Stored data entries:
▬▬▬▬▬▬

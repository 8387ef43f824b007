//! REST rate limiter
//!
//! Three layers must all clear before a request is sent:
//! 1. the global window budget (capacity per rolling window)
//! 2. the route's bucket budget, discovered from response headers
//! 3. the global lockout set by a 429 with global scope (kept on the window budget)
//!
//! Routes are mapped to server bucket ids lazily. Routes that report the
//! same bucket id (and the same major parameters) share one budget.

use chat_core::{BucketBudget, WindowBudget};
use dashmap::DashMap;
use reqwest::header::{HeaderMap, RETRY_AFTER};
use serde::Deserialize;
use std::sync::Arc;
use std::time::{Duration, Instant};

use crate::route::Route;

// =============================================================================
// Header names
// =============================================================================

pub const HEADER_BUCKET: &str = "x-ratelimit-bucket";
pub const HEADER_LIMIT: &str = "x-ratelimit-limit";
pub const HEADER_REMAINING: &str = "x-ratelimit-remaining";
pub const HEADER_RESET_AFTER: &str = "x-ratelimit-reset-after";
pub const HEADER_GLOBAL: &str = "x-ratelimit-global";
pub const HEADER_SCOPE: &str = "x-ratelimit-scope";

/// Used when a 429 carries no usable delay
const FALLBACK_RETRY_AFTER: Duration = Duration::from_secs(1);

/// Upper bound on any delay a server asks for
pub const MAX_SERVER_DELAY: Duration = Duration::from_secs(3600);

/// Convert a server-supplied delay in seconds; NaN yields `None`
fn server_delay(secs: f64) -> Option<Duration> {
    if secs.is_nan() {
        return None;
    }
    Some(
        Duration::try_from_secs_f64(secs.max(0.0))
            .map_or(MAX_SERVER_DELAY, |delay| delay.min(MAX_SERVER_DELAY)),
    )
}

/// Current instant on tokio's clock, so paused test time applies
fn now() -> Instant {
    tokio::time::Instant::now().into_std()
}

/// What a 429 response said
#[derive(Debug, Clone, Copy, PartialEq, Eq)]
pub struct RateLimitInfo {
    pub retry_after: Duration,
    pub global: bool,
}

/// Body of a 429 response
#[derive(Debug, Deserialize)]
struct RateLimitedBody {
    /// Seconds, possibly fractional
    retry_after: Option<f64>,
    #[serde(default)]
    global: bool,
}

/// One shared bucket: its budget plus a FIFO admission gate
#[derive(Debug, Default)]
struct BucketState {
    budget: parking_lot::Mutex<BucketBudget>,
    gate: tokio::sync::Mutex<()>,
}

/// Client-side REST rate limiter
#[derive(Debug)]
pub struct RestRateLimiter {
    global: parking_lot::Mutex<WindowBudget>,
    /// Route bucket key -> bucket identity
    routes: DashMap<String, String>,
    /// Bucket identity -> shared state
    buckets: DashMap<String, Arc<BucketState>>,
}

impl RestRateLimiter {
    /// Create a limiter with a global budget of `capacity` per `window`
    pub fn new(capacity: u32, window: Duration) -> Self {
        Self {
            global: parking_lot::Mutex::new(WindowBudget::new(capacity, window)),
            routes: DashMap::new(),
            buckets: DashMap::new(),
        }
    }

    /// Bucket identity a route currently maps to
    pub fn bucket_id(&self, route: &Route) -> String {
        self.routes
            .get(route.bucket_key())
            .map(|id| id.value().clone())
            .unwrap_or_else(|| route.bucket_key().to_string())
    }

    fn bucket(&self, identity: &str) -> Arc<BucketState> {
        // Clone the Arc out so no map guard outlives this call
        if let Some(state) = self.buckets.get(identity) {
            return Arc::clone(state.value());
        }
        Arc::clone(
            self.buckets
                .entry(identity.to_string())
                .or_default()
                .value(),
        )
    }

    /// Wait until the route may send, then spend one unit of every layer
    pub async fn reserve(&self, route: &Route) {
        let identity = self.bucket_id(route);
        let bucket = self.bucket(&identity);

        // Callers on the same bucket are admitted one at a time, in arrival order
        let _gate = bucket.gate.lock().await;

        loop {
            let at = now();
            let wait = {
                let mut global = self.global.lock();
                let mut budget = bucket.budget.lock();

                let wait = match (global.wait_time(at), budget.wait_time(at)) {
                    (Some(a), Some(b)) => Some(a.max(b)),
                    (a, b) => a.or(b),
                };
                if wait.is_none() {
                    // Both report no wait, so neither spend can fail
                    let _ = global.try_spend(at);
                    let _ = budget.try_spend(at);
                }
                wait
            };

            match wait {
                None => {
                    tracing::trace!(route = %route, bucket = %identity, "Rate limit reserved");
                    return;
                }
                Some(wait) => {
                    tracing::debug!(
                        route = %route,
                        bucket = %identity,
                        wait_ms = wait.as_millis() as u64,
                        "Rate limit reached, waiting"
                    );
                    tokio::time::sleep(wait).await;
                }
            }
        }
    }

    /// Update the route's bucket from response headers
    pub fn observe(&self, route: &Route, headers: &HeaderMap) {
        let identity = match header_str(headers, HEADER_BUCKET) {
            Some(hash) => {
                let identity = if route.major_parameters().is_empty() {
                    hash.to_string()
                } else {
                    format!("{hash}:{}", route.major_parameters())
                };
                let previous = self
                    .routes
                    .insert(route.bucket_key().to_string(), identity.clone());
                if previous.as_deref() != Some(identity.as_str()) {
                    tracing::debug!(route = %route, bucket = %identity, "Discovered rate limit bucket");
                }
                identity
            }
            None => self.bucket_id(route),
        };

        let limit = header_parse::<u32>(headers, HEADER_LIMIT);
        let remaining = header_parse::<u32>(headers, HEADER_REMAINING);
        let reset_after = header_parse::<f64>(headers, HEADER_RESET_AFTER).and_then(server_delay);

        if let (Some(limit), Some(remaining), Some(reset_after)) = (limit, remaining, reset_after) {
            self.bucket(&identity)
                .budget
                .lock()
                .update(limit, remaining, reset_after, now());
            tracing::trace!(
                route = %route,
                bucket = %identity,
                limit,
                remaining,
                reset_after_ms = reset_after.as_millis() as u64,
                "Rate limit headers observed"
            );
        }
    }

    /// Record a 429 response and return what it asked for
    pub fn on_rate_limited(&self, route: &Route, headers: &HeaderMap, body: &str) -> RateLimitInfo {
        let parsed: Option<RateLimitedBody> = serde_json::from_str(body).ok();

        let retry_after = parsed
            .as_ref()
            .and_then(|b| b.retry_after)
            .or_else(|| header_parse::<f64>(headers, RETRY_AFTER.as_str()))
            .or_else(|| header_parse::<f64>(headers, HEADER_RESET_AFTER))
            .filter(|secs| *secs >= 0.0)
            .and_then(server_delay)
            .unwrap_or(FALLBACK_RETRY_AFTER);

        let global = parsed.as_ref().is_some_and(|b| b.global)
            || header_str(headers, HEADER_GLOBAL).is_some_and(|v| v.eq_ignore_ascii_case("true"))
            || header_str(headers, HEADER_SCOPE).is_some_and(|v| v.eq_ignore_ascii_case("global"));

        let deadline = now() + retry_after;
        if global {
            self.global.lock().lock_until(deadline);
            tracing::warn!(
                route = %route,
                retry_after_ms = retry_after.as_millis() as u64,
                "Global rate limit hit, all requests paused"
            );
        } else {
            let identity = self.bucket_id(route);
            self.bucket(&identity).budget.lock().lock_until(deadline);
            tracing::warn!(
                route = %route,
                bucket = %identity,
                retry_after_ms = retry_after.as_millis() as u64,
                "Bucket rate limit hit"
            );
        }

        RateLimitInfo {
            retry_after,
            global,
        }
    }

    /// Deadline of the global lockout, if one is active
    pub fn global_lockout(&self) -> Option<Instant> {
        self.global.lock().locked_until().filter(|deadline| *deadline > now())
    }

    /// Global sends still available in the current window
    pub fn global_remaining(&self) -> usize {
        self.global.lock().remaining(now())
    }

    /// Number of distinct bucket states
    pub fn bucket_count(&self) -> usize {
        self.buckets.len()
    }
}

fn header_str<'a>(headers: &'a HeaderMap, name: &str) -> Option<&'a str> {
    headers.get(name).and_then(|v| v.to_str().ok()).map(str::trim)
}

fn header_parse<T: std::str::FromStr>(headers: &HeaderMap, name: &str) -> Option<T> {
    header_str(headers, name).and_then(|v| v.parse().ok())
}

▬▬▬▬▬▬

From the first line of the data above through the line containing "fn server_delay(secs: f64)", repeat each line exactly, and add nothing.

repository 8387ef43f824b007
//! REST rate limiter
//!
//! Three layers must all clear before a request is sent:
//! 1. the global window budget (capacity per rolling window)
//! 2. the route's bucket budget, discovered from response headers
//! 3. the global lockout set by a 429 with global scope (kept on the window budget)
//!
//! Routes are mapped to server bucket ids lazily. Routes that report the
//! same bucket id (and the same major parameters) share one budget.

use chat_core::{BucketBudget, WindowBudget};
use dashmap::DashMap;
use reqwest::header::{HeaderMap, RETRY_AFTER};
use serde::Deserialize;
use std::sync::Arc;
use std::time::{Duration, Instant};

use crate::route::Route;

// =============================================================================
// Header names
// =============================================================================

pub const HEADER_BUCKET: &str = "x-ratelimit-bucket";
pub const HEADER_LIMIT: &str = "x-ratelimit-limit";
pub const HEADER_REMAINING: &str = "x-ratelimit-remaining";
pub const HEADER_RESET_AFTER: &str = "x-ratelimit-reset-after";
pub const HEADER_GLOBAL: &str = "x-ratelimit-global";
pub const HEADER_SCOPE: &str = "x-ratelimit-scope";

/// Used when a 429 carries no usable delay
const FALLBACK_RETRY_AFTER: Duration = Duration::from_secs(1);

/// Upper bound on any delay a server asks for
pub const MAX_SERVER_DELAY: Duration = Duration::from_secs(3600);

/// Convert a server-supplied delay in seconds; NaN yields `None`
fn server_delay(secs: f64) -> Option<Duration> {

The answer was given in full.